* [Stored data entries]
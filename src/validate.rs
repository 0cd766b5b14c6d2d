//! Structural checks over the raw buffer.
//!
//! Diagnostic only: violations are reported, never repaired. All reads are
//! preceded by a bounds check so a corrupted buffer cannot make the walk panic.

use smallvec::{smallvec, SmallVec};
use tracing::error;

use crate::layout::{
    child_at, children_block_size, children_count, NodeHeader, NodeRef, TrieHeader, HEADER_SIZE,
    NODE_HEADER_SIZE, ROOT_OFFSET, VALUE_SIZE,
};
use crate::Trie;

/// A violated structural invariant.
#[derive(thiserror::Error, Debug, Clone, PartialEq, Eq)]
pub enum Corruption {
    #[error("buffer of {len} bytes is not a supported capacity")]
    BadCapacity { len: usize },
    #[error("next allocation {next_alloc} is inside the trie header")]
    AllocationInsideHeader { next_alloc: usize },
    #[error("used size {used} is greater than allocation {next_alloc}")]
    UsedExceedsAllocated { used: usize, next_alloc: usize },
    #[error("allocation {next_alloc} is past the buffer limit {limit}")]
    AllocationPastLimit { next_alloc: usize, limit: usize },
    #[error("node at {node}: {field} ends at {end}, after next allocation {next_alloc}")]
    NodeOutOfBounds {
        node: usize,
        field: &'static str,
        end: usize,
        next_alloc: usize,
    },
    #[error("node at {node} has a children block with zero entries")]
    EmptyChildrenBlock { node: usize },
    #[error("node at {node} has a child with an empty fragment")]
    EmptyChildFragment { node: usize },
    #[error("children of node at {node} are not in descending first byte order")]
    ChildrenOutOfOrder { node: usize },
    #[error("header counts {header} items but {reachable} reachable nodes hold a value")]
    ItemCountMismatch { header: usize, reachable: usize },
    #[error("more than {budget} nodes reachable from the root")]
    NodeBudgetExceeded { budget: usize },
}

impl Trie {
    /// Walks the whole structure and reports the first violated invariant.
    ///
    /// Also logs the violation at `error` level.
    pub fn validate(&self) -> Result<(), Corruption> {
        let result = check(&self.buf, self.limit);
        if let Err(ref err) = result {
            error!(%err, "trie validation failed");
        }
        result
    }
}

/// Every node header takes at least `NODE_HEADER_SIZE` bytes, so a walk that
/// visits more nodes than fit below `next_alloc` has looped.
fn node_budget(next_alloc: usize) -> usize {
    next_alloc / NODE_HEADER_SIZE + 1
}

pub(crate) fn check(buf: &[u8], limit: usize) -> Result<(), Corruption> {
    if buf.len() < HEADER_SIZE {
        return Err(Corruption::BadCapacity { len: buf.len() });
    }
    let header = TrieHeader::read(buf);
    let next_alloc = header.next_alloc as usize;
    let used = header.used_size as usize;

    if next_alloc < HEADER_SIZE {
        return Err(Corruption::AllocationInsideHeader { next_alloc });
    }
    if used > next_alloc {
        return Err(Corruption::UsedExceedsAllocated { used, next_alloc });
    }
    if next_alloc > limit || next_alloc > buf.len() {
        return Err(Corruption::AllocationPastLimit { next_alloc, limit });
    }
    if header.items_count == 0 {
        return Ok(());
    }

    let in_bounds = |node: NodeRef, field: &'static str, end: usize| {
        if end > next_alloc {
            Err(Corruption::NodeOutOfBounds {
                node: node.offset(),
                field,
                end,
                next_alloc,
            })
        } else {
            Ok(())
        }
    };

    let budget = node_budget(next_alloc);
    let mut visited = 0usize;
    let mut reachable = 0usize;
    let mut stack: SmallVec<[NodeRef; 32]> = smallvec![NodeRef::ROOT];

    while let Some(node) = stack.pop() {
        visited += 1;
        if visited > budget {
            return Err(Corruption::NodeBudgetExceeded { budget });
        }

        in_bounds(node, "header", node.offset() + NODE_HEADER_SIZE)?;
        let h = NodeHeader::read(buf, node);
        in_bounds(node, "key", h.key_offset as usize + h.key_size as usize)?;
        if h.has_value() {
            in_bounds(node, "value", h.value_offset as usize + VALUE_SIZE)?;
            reachable += 1;
        }
        if !h.has_children() {
            continue;
        }

        let block = h.children_offset;
        in_bounds(node, "children count", block as usize + 1)?;
        let count = children_count(buf, block);
        if count == 0 {
            return Err(Corruption::EmptyChildrenBlock {
                node: node.offset(),
            });
        }
        in_bounds(
            node,
            "children block",
            block as usize + children_block_size(count),
        )?;

        let mut previous: Option<u8> = None;
        for i in 0..count {
            let child = child_at(buf, block, i) as usize;
            // Zero is never written to a slot and would alias the trie header.
            if child < ROOT_OFFSET {
                return Err(Corruption::NodeOutOfBounds {
                    node: node.offset(),
                    field: "child",
                    end: child,
                    next_alloc,
                });
            }
            let child = NodeRef::new(child as u16);
            in_bounds(node, "child", child.offset() + NODE_HEADER_SIZE)?;
            let ch = NodeHeader::read(buf, child);
            if ch.key_size == 0 {
                return Err(Corruption::EmptyChildFragment {
                    node: node.offset(),
                });
            }
            in_bounds(child, "key", ch.key_offset as usize + ch.key_size as usize)?;
            let first = buf[ch.key_offset as usize];
            if previous.is_some_and(|p| p <= first) {
                return Err(Corruption::ChildrenOutOfOrder {
                    node: node.offset(),
                });
            }
            previous = Some(first);
            stack.push(child);
        }
    }

    if reachable != header.items_count as usize {
        return Err(Corruption::ItemCountMismatch {
            header: header.items_count as usize,
            reachable,
        });
    }
    Ok(())
}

* [EXERCISE INSTRUCTIONS] Search the data for the string "bytes". List each line that has it.

* [EXERCISE RESULT]
    #[error("buffer of {len} bytes is not a supported capacity")]
/// Every node header takes at least `NODE_HEADER_SIZE` bytes, so a walk that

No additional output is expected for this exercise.